The game rolls all of these options (unit types and commander actions) out slowly over the course of the campaign, feeding you new unit options and abilities a little bit at a time as you grow accustomed to the types of towers that you will be facing and figure out how to correctly deal with them. You can heal them, toss out smokescreens and decoys, and call for airstrikes all through this figure, the only unit that you can directly control.

These kinds of orders are issued by a tiny onscreen avatar representing you as some sort of field commander, which you can control enough to run around in range of your slowly moving units. Your role as squad commander is to set routes through alien infested territory, determine what line up of units (tanks, missile launchers, APCs, and a few other unit types) to use in battle, and issue a few basic commands on the fly while those units go rolling forward to battle. You need some macho cheerleading when you are “kicking some alien ass,” right? The script has been marinated in testosterone, and as noted, oddly manages to feel right in the context of the game’s furious violence and copious explosions.Īgain, though, this still doesn’t matter as far as the central elements of the game itself go because what really matters here is the gameplay.
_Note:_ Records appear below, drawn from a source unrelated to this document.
impl FilterConfig {
    /// The predicate applied by the filter engine.
    pub fn predicate(&self) -> DateRangePredicate {
        self.equals.iter().fold(
            DateRangePredicate::new(&self.date_field, &self.start, &self.end),
            |predicate, (field, value)| predicate.with_equal(field, value.clone()),
        )
    }
}

/// Report output and layout settings.
#[derive(Debug, Clone, Serialize, Deserialize)]
pub struct ReportConfig {
    /// Aligned plain-text report path.
    #[serde(default = "default_text_output")]
    pub text_output: String,

    /// Comma-delimited report path.
    #[serde(default = "default_csv_output")]
    pub csv_output: String,

    /// Optional JSON report path.
    #[serde(default)]
    pub json_output: Option<String>,

    /// Label column of the frequency and statistics tables.
    #[serde(default = "default_label_width")]
    pub label_width: usize,

    /// Value column of the frequency and statistics tables.
    #[serde(default = "default_value_width")]
    pub value_width: usize,

    /// Rule under frequency and statistics headings.
    #[serde(default = "default_rule_width")]
    pub rule_width: usize,

    /// First column of the filtered table.
    #[serde(default = "default_detail_first_width")]
    pub detail_first_width: usize,

    /// Remaining columns of the filtered table.
    #[serde(default = "default_detail_width")]
    pub detail_width: usize,

    /// Rule of the filtered table.
    #[serde(default = "default_detail_rule_width")]
    pub detail_rule_width: usize,

    /// Rule under the counts and unique-value headings.
    #[serde(default = "default_list_rule_width")]
    pub list_rule_width: usize,

    /// Label column of the category ranking table.
    #[serde(default = "default_ranking_label_width")]
    pub ranking_label_width: usize,

    /// Fields holding free text, quoted in the delimited report.
    #[serde(default = "default_quoted_fields")]
    pub quoted_fields: Vec<String>,
}

impl Default for ReportConfig {
    fn default() -> Self {
        Self {
            text_output: default_text_output(),
            csv_output: default_csv_output(),
            json_output: None,
            label_width: default_label_width(),
            value_width: default_value_width(),
            rule_width: default_rule_width(),
            detail_first_width: default_detail_first_width(),
            detail_width: default_detail_width(),
            detail_rule_width: default_detail_rule_width(),
            list_rule_width: default_list_rule_width(),
            ranking_label_width: default_ranking_label_width(),
            quoted_fields: default_quoted_fields(),
        }
    }
}

fn default_text_output() -> String {
    "report.txt".to_string()
}

fn default_csv_output() -> String {
    "report.csv".to_string()
}

fn default_label_width() -> usize {
    25
}

fn default_value_width() -> usize {
    10
}

fn default_rule_width() -> usize {
    38
}

fn default_detail_first_width() -> usize {
    25
}

fn default_detail_width() -> usize {
    20
}

fn default_detail_rule_width() -> usize {
    100
}

fn default_list_rule_width() -> usize {
    35
}

fn default_ranking_label_width() -> usize {
    40
}

fn default_quoted_fields() -> Vec<String> {
    vec!["organisaatio".to_string(), "tyotehtava".to_string()]
}

impl ReportConfig {
    /// Whether values of `field` are quoted in the delimited report.
    pub fn is_quoted(&self, field: &str) -> bool {
        self.quoted_fields.iter().any(|f| f == field)
    }
}

impl Config {
    /// Load configuration from a file path.
    pub fn load(path: &Path) -> Result<Self> {
        let content = std::fs::read_to_string(path)
            .with_context(|| format!("Failed to read config file: {}", path.display()))?;

        let config: Config = toml::from_str(&content)
            .with_context(|| format!("Failed to parse config file: {}", path.display()))?;

        Ok(config)
    }

    /// Try to load configuration from the default location.
    ///
    /// Returns `Ok(None)` if the file doesn't exist, `Err` if it exists but can't be parsed.
    pub fn load_default() -> Result<Option<Self>> {
        Self::load_from_dir(Path::new("."))
    }

    /// Load `.recstat.toml` from `dir`, if present.
    pub fn load_from_dir(dir: &Path) -> Result<Option<Self>> {
        let path = dir.join(CONFIG_FILE_NAME);

        if path.exists() {
            Ok(Some(Self::load(&path)?))
        } else {
            Ok(None)
        }
    }

    /// Merge this configuration with CLI arguments.
    ///
    /// CLI arguments take precedence over config file settings and only
    /// override values they explicitly provide.
    pub fn merge_with_args(&mut self, args: &crate::cli::Args) {
        if let Some(ref input) = args.input {
            self.source.location = Some(input.clone());
        }
        if let Some(timeout) = args.timeout {
            self.source.timeout_seconds = timeout;
        }
        if args.insecure {
            self.source.accept_invalid_certs = true;
        }

        if let Some(ref field) = args.frequency_field {
            self.analysis.frequency_field = Some(field.clone());
        }
        if let Some(ref field) = args.stats_field {
            self.analysis.statistics_field = Some(field.clone());
        }
        if let Some(ref field) = args.unique_field {
            self.analysis.unique_field = Some(field.clone());
        }
        if let Some(ref field) = args.deadline_field {
            self.analysis.deadline_field = Some(field.clone());
        }

        let filter_flags = args.date_field.is_some()
            || args.start.is_some()
            || args.end.is_some()
            || !args.filters.is_empty();
        if filter_flags {
            let mut filter = self.analysis.filter.take().unwrap_or_default();
            if let Some(ref field) = args.date_field {
                filter.date_field = field.clone();
            }
            if let Some(ref start) = args.start {
                filter.start = start.clone();
            }
            if let Some(ref end) = args.end {
                filter.end = end.clone();
            }
            if !args.filters.is_empty() {
                filter.equals = args.filters.iter().cloned().collect();
            }
            self.analysis.filter = Some(filter);
        }

        if let Some(ref path) = args.text_output {
            self.report.text_output = path.display().to_string();
        }
        if let Some(ref path) = args.csv_output {
            self.report.csv_output = path.display().to_string();
        }
        if let Some(ref path) = args.json_output {
            self.report.json_output = Some(path.display().to_string());
        }

        // Flags always override
        if args.verbose {
            self.general.verbose = true;
        }
    }

    /// Check settings that can only be judged after merging.
    pub fn validate(&self) -> Result<()> {
        if self.source.location.is_none() {
            bail!("No record source given: pass --input or set [source] location");
        }
        if self.source.timeout_seconds == 0 {
            bail!("Timeout must be at least 1 second");
        }
        if self.analysis.top_n == 0 {
            bail!("top_n must be at least 1");
        }
        if let Some(ref filter) = self.analysis.filter {
            if filter.start.is_empty() || filter.end.is_empty() {
                bail!("Filter on '{}' needs both a start and an end", filter.date_field);
            }
            if filter.start > filter.end {
                bail!(
                    "Filter start '{}' is after end '{}'",
                    filter.start,
                    filter.end
                );
            }
        }
        if self.analysis.title_field.is_some() && self.analysis.title_organization.is_none() {
            bail!("title_field requires title_organization");
        }
        Ok(())
    }

    /// Generate a default configuration file content.
    pub fn default_toml() -> String {
        let config = Config::default();
        toml::to_string_pretty(&config).unwrap_or_else(|_| String::new())
    }
}

#[cfg(test)]
mod tests {
    use super::*;

    #[test]
    fn test_default_config() {
        let config = Config::default();
        assert_eq!(config.analysis.frequency_field.as_deref(), Some("area"));
        assert_eq!(config.analysis.top_n, 5);
        assert_eq!(config.report.label_width, 25);
        assert_eq!(config.report.detail_rule_width, 100);
        assert!(config.report.is_quoted("organisaatio"));

        let filter = config.analysis.filter.unwrap();
        assert_eq!(filter.equals.get("groupId"), Some(&Scalar::text("OG10")));
    }

    #[test]
    fn test_parse_config() {
        let toml_content = r#"
[source]
location = "https://example.com/jobs.json"
accept_invalid_certs = true

[analysis]
most_common_fields = ["organisaatio", "tyotehtava"]
posting_field = "organisaatio"
deadline_field = "haku_paattyy_pvm"

[report]
text_output = "jobs.txt"
"#;

        let config: Config = toml::from_str(toml_content).unwrap();
        assert_eq!(
            config.source.location.as_deref(),
            Some("https://example.com/jobs.json")
        );
        assert!(config.source.accept_invalid_certs);
        assert_eq!(config.source.timeout_seconds, 30);

        // A present [analysis] table only runs what it names.
        assert!(config.analysis.frequency_field.is_none());
        assert!(config.analysis.filter.is_none());
        assert_eq!(config.analysis.posting_field.as_deref(), Some("organisaatio"));
        assert_eq!(config.analysis.deadline_format, "%Y-%m-%d");

        assert_eq!(config.report.text_output, "jobs.txt");
        assert_eq!(config.report.csv_output, "report.csv");
    }

    #[test]
    fn test_parse_filter_equals() {
        let toml_content = r#"
[analysis.filter]
date_field = "day"
start = "2021-01-01"
end = "2021-12-31"
equals = { area = "Pirkkola", usageMinutes = 90 }
"#;

        let config: Config = toml::from_str(toml_content).unwrap();
        let predicate = config.analysis.filter.unwrap().predicate();
        assert_eq!(predicate.date_field, "day");
        assert_eq!(
            predicate.equals,
            vec![
                ("area".to_string(), Scalar::text("Pirkkola")),
                ("usageMinutes".to_string(), Scalar::Number(90.0)),
            ]
        );
    }

    #[test]
    fn test_load_from_dir() {
        let dir = tempfile::TempDir::new().unwrap();
        assert!(Config::load_from_dir(dir.path()).unwrap().is_none());

        std::fs::write(
            dir.path().join(CONFIG_FILE_NAME),
            "[general]\nverbose = true\n\n[source]\nlocation = \"data.json\"\n",
        )
        .unwrap();
        let config = Config::load_from_dir(dir.path()).unwrap().unwrap();
        assert!(config.general.verbose);
        assert_eq!(config.source.location.as_deref(), Some("data.json"));
    }

    #[test]
    fn test_load_from_dir_rejects_broken_file() {
        let dir = tempfile::TempDir::new().unwrap();
        std::fs::write(dir.path().join(CONFIG_FILE_NAME), "[source\nlocation = ").unwrap();

        let err = Config::load_from_dir(dir.path()).unwrap_err();
        assert!(format!("{:#}", err).contains("Failed to parse config file"));
    }

    #[test]
    fn test_validate() {
        let mut config = Config::default();
        assert!(config.validate().is_err());

        config.source.location = Some("data.json".to_string());
        assert!(config.validate().is_ok());

        if let Some(ref mut filter) = config.analysis.filter {
            filter.end.clear();
        }
        assert!(config.validate().is_err());
    }

    #[test]
    fn test_default_toml_generation() {
        let toml_str = Config::default_toml();
        assert!(!toml_str.is_empty());
        assert!(toml_str.contains("[source]"));
        assert!(toml_str.contains("[analysis]"));
        assert!(toml_str.contains("[report]"));

        let reparsed: Config = toml::from_str(&toml_str).unwrap();
        assert_eq!(reparsed.analysis.statistics_field.as_deref(), Some("usageMinutes"));
    }
}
It’s pretty awful stuff, but it works for whatever reason at least in terms of feeling like the proper motivation to keep crawling forward towards death. The commanding officer (who, like your troops, is British and looks suspiciously like Jason Statham) that barks orders at you and congratulates victories in only the most “oorah!” fashion possible also delivers only the most hamfisted dialogue in the most hamfisted way possible. While the graphics are extremely polished, and there is a lot more plot and dialogue than might otherwise appear in a tower defense game, everything that is “plot-driven” merely exists for the sake of tone.Īnd that tone is tremendously earnest in its effort to immerse the player in some sort of macho, militaristic mindset. That being said, none of this narrative business really matters much at all as far as the game goes. Featuring “aliens” as opponents is kind of “polite,” I guess, but, again, it results in creating a kind of weirdly detached setting, both familiar and far away, that is, compellingly familiar but much too far, too alien from reality to really “matter” much. There is clearly a dodge in approaching the current and recent conflicts in Iraq, despite the game resembling something like CNN footage of a familiar wartorn city. Given that most of the military hardware in the game resembles (with a few mild “futuristic” flourishes) contemporary military weaponry and vehicles, it is kind of odd to be fighting aliens in Baghdad. The campaign’s 14 missions switch between two locales, Baghdad and Tokyo. If that sounds vague, well, yeah, you’re looking for something that can only be described as “some sort of anomaly.” Following an alien invasion of a near future earth, you take on the role of a commander of a squad of soldiers tasked with striking at an anomaly that has appeared at the heart of the enemy forces.

The premise of Anomaly is pretty much just that, a premise. Since tower defense games generally feature more or less the same formula of setting up defenses to ward off a horde of creeps that are throwing themselves mercilessly (and suicidally) at those defenses, this genre of game in reverse puts you in the role of the creeps marching bravely into the jaws of death.
#Anomaly warzone earth final mission Pc#
So, as PC gamers already know, Anomaly: Warzone Earth is a reverse tower defense game.